> **Data section**:
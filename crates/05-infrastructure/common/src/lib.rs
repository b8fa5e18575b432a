//! # Infrastructure Common
//!
//! 这个 crate 提供了 Lorn DI 容器各层共享的基础类型。
//!
//! ## 核心内容
//!
//! - [`DependencyError`] - 注册与解析过程中的全部错误
//! - [`Lifetime`] - 组件生命周期策略（单例 / 瞬时）
//! - [`ContainerConfig`] - 容器配置及其加载

pub mod configuration;
pub mod errors;
pub mod lifecycle;

pub use configuration::*;
pub use errors::*;
pub use lifecycle::*;
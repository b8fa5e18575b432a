//! 错误类型定义

use std::sync::Arc;
use thiserror::Error;

/// 装箱的错误类型，工厂函数返回的失败统一转换为此类型
pub type BoxError = Box<dyn std::error::Error + Send + Sync>;

/// 可共享的错误类型
///
/// 单例策略会把第一次构造的失败缓存下来并交给所有调用者，因此底层原因必须可以克隆
pub type SharedError = Arc<dyn std::error::Error + Send + Sync>;

/// 工厂签名违规的具体原因
#[derive(Error, Debug, Clone, PartialEq, Eq)]
pub enum ShapeViolation {
    #[error("工厂必须是可调用的函数")]
    NotCallable,

    #[error("工厂必须返回 1 个或 2 个值, 实际返回 {count} 个")]
    OutputCount { count: usize },

    #[error("第 1 个返回值必须是能力接口 (dyn Trait), 实际为具体类型 {type_name}")]
    ConcreteOutput { type_name: &'static str },

    #[error("第 2 个返回值必须是错误类型, 实际为 {type_name}")]
    NonFailureOutput { type_name: &'static str },
}

/// 依赖注入错误类型
#[derive(Error, Debug, Clone)]
pub enum DependencyError {
    #[error("工厂签名无效: {factory}, 原因: {violation}")]
    InvalidFactoryShape {
        factory: String,
        violation: ShapeViolation,
    },

    #[error("未知的生命周期策略: {strategy}")]
    UnknownStrategy { strategy: String },

    #[error("组件名称已被注册: {name}")]
    DuplicateName { name: String },

    #[error("构造参数未设置: {type_name}")]
    MissingArgument { type_name: &'static str },

    #[error("组件创建失败: {type_name}, 原因: {source}")]
    ComponentCreationFailed {
        type_name: &'static str,
        source: SharedError,
    },

    #[error("能力类型 {capability} 匹配到 {count} 个组件 {candidates:?}, 必须通过名称区分")]
    AmbiguousResolution {
        capability: &'static str,
        count: usize,
        candidates: Vec<String>,
    },

    #[error("循环依赖检测到: {}", .path.join(" -> "))]
    CircularDependency { path: Vec<String> },

    #[error("必需的依赖未找到: {capability} (名称: {name}, 字段: {field})")]
    MissingRequiredDependency {
        capability: &'static str,
        name: String,
        field: &'static str,
    },

    #[error("字段不可赋值: {field} ({capability})")]
    UnsettableField {
        field: &'static str,
        capability: &'static str,
    },

    #[error("解析深度超过上限 {limit}: {}", .path.join(" -> "))]
    ResolutionDepthExceeded { limit: usize, path: Vec<String> },
}

impl DependencyError {
    /// 创建工厂签名错误
    pub fn invalid_shape(factory: impl Into<String>, violation: ShapeViolation) -> Self {
        Self::InvalidFactoryShape {
            factory: factory.into(),
            violation,
        }
    }

    /// 包装工厂函数返回的失败
    pub fn creation_failed(type_name: &'static str, source: impl Into<BoxError>) -> Self {
        Self::ComponentCreationFailed {
            type_name,
            source: Arc::from(source.into()),
        }
    }

    /// 循环依赖路径（仅对 [`DependencyError::CircularDependency`] 有值）
    pub fn cycle_path(&self) -> Option<&[String]> {
        match self {
            Self::CircularDependency { path } => Some(path),
            _ => None,
        }
    }

    /// 错误是否取决于当次解析路径（循环或深度超限），这类错误不能随组件缓存
    pub fn is_path_dependent(&self) -> bool {
        matches!(
            self,
            Self::CircularDependency { .. } | Self::ResolutionDepthExceeded { .. }
        )
    }
}

/// 配置错误类型
#[derive(Error, Debug)]
pub enum ConfigError {
    #[error("配置文件不存在: {path}")]
    FileNotFound { path: String },

    #[error("配置文件读取失败: {source}")]
    FileReadError {
        #[from]
        source: std::io::Error,
    },

    #[error("配置解析失败: {source}")]
    ParseError { source: BoxError },

    #[error("配置验证失败: {message}")]
    ValidationError { message: String },
}

/// 结果类型别名
pub type DependencyResult<T> = Result<T, DependencyError>;
pub type ConfigResult<T> = Result<T, ConfigError>;
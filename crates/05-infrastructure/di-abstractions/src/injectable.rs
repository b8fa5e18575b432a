//! 字段注入
//!
//! 组件通过 [`Injectable`] 声明自己的注入点，通常由 `#[derive(Injectable)]` 生成。
//! 注入指令的语法为逗号分隔的列表：第一项是 `default`（按字段声明的能力类型解析）
//! 或一个注册名称（按名称解析），之后出现 `require` 表示该依赖必需。

use crate::capability::CapabilityType;
use crate::instance::Instance;
use infrastructure_common::{DependencyError, DependencyResult};
use parking_lot::RwLock;
use std::fmt;
use std::sync::Arc;

/// 按类型解析的指令标记
pub const DEFAULT_TARGET: &str = "default";

/// 必需依赖的指令标记
pub const REQUIRE_FLAG: &str = "require";

/// 可注入组件 trait
///
/// 能力接口应以此 trait 为父 trait（`trait Storage: Injectable {}`），
/// 解析器才能在 `dyn Storage` 上遍历注入点
pub trait Injectable: Send + Sync + 'static {
    /// 组件的注入点，没有注入字段的组件返回空列表
    fn injection_points(&self) -> Vec<InjectionPoint<'_>> {
        Vec::new()
    }
}

/// 注入目标
#[derive(Debug, Clone, PartialEq, Eq)]
pub enum InjectTarget {
    /// 按字段的能力类型解析
    ByType,
    /// 按 (能力类型, 名称) 解析
    ByName(String),
}

/// 注入指令
#[derive(Debug, Clone, PartialEq, Eq)]
pub struct InjectDirective {
    target: InjectTarget,
    required: bool,
}

impl InjectDirective {
    /// 解析指令文本，例如 `"default"`、`"storage,require"`
    ///
    /// 空的第一项等同于 `default`，无法识别的修饰项被忽略
    pub fn parse(tag: &str) -> Self {
        let mut tokens = tag.split(',').map(str::trim);

        let target = match tokens.next() {
            None | Some("") | Some(DEFAULT_TARGET) => InjectTarget::ByType,
            Some(name) => InjectTarget::ByName(name.to_string()),
        };

        let mut required = false;
        for token in tokens {
            if token == REQUIRE_FLAG {
                required = true;
            } else if !token.is_empty() {
                tracing::trace!(token, tag, "忽略无法识别的注入修饰项");
            }
        }

        Self { target, required }
    }

    /// 按类型解析的可选依赖
    pub fn by_type() -> Self {
        Self {
            target: InjectTarget::ByType,
            required: false,
        }
    }

    /// 按名称解析的可选依赖
    pub fn by_name(name: impl Into<String>) -> Self {
        Self {
            target: InjectTarget::ByName(name.into()),
            required: false,
        }
    }

    /// 标记为必需依赖
    pub fn required(mut self) -> Self {
        self.required = true;
        self
    }

    /// 注入目标
    pub fn target(&self) -> &InjectTarget {
        &self.target
    }

    /// 依赖名称，按类型解析时为 `default`
    pub fn name(&self) -> &str {
        match &self.target {
            InjectTarget::ByType => DEFAULT_TARGET,
            InjectTarget::ByName(name) => name,
        }
    }

    /// 是否必需
    pub fn is_required(&self) -> bool {
        self.required
    }
}

impl Default for InjectDirective {
    fn default() -> Self {
        Self::by_type()
    }
}

impl From<&str> for InjectDirective {
    fn from(tag: &str) -> Self {
        Self::parse(tag)
    }
}

/// 可赋值的注入槽
pub trait InjectSlot: Send + Sync {
    /// 写入解析出的实例，类型不匹配时返回 `false`
    fn assign(&self, value: &Instance) -> bool;
}

/// 注入字段
///
/// 组件构造时为空，解析器完成字段注入后可以通过 [`Inject::get`] 取得依赖
pub struct Inject<I: ?Sized> {
    value: RwLock<Option<Arc<I>>>,
}

impl<I: ?Sized + Send + Sync + 'static> Inject<I> {
    /// 创建空的注入字段
    pub fn new() -> Self {
        Self {
            value: RwLock::new(None),
        }
    }

    /// 获取已注入的依赖
    pub fn get(&self) -> Option<Arc<I>> {
        self.value.read().clone()
    }

    /// 是否已注入
    pub fn is_set(&self) -> bool {
        self.value.read().is_some()
    }

    /// 手动设置依赖
    pub fn set(&self, value: Arc<I>) {
        *self.value.write() = Some(value);
    }
}

impl<I: ?Sized + Send + Sync + 'static> Default for Inject<I> {
    fn default() -> Self {
        Self::new()
    }
}

impl<I: ?Sized> fmt::Debug for Inject<I> {
    fn fmt(&self, f: &mut fmt::Formatter<'_>) -> fmt::Result {
        f.debug_struct("Inject")
            .field("type", &std::any::type_name::<I>())
            .field("set", &self.value.read().is_some())
            .finish()
    }
}

impl<I: ?Sized + Send + Sync + 'static> InjectSlot for Inject<I> {
    fn assign(&self, value: &Instance) -> bool {
        match value.downcast::<I>() {
            Some(dependency) => {
                self.set(dependency);
                true
            }
            None => false,
        }
    }
}

/// 注入点
///
/// 描述组件上的一个带注入指令的字段
pub struct InjectionPoint<'a> {
    field: &'static str,
    capability: CapabilityType,
    directive: InjectDirective,
    slot: Option<&'a dyn InjectSlot>,
}

impl<'a> InjectionPoint<'a> {
    /// 可赋值的注入点
    pub fn settable<I: ?Sized + Send + Sync + 'static>(
        field: &'static str,
        directive: InjectDirective,
        slot: &'a Inject<I>,
    ) -> Self {
        Self {
            field,
            capability: CapabilityType::of::<I>(),
            directive,
            slot: Some(slot),
        }
    }

    /// 不可赋值的注入点（注入指令标在了普通字段上）
    pub fn unsettable(
        field: &'static str,
        capability: CapabilityType,
        directive: InjectDirective,
    ) -> Self {
        Self {
            field,
            capability,
            directive,
            slot: None,
        }
    }

    /// 字段名
    pub fn field(&self) -> &'static str {
        self.field
    }

    /// 字段声明的能力类型
    pub fn capability(&self) -> CapabilityType {
        self.capability
    }

    /// 注入指令
    pub fn directive(&self) -> &InjectDirective {
        &self.directive
    }

    /// 字段是否可赋值
    pub fn is_settable(&self) -> bool {
        self.slot.is_some()
    }

    /// 把解析出的依赖写入字段
    pub fn assign(&self, value: &Instance) -> DependencyResult<()> {
        match self.slot {
            Some(slot) if slot.assign(value) => Ok(()),
            _ => Err(DependencyError::UnsettableField {
                field: self.field,
                capability: self.capability.name(),
            }),
        }
    }
}

impl fmt::Debug for InjectionPoint<'_> {
    fn fmt(&self, f: &mut fmt::Formatter<'_>) -> fmt::Result {
        f.debug_struct("InjectionPoint")
            .field("field", &self.field)
            .field("capability", &self.capability)
            .field("directive", &self.directive)
            .field("settable", &self.is_settable())
            .finish()
    }
}
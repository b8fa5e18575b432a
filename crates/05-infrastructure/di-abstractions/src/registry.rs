//! 组件注册表抽象接口

use crate::capability::CapabilityType;
use infrastructure_common::Lifetime;

/// 组件注册表 trait
pub trait ComponentRegistry: Send + Sync {
    /// 检查名称是否已注册
    fn is_registered(&self, name: &str) -> bool;

    /// 检查能力类型是否至少有一个注册
    fn is_registered_capability(&self, capability: CapabilityType) -> bool;

    /// 按注册顺序获取所有组件描述
    fn registered_units(&self) -> Vec<UnitDescriptor>;
}

/// 组件描述
#[derive(Debug, Clone, PartialEq, Eq)]
pub struct UnitDescriptor {
    /// 组件名称
    pub name: String,
    /// 产出的能力类型
    pub capability: CapabilityType,
    /// 生命周期
    pub lifetime: Lifetime,
}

> **What to work on**: Copy all lines of the records that have the string "tokens" in them.

> **Solution below**:
        let mut tokens = tag.split(',').map(str::trim);
        let target = match tokens.next() {
        for token in tokens {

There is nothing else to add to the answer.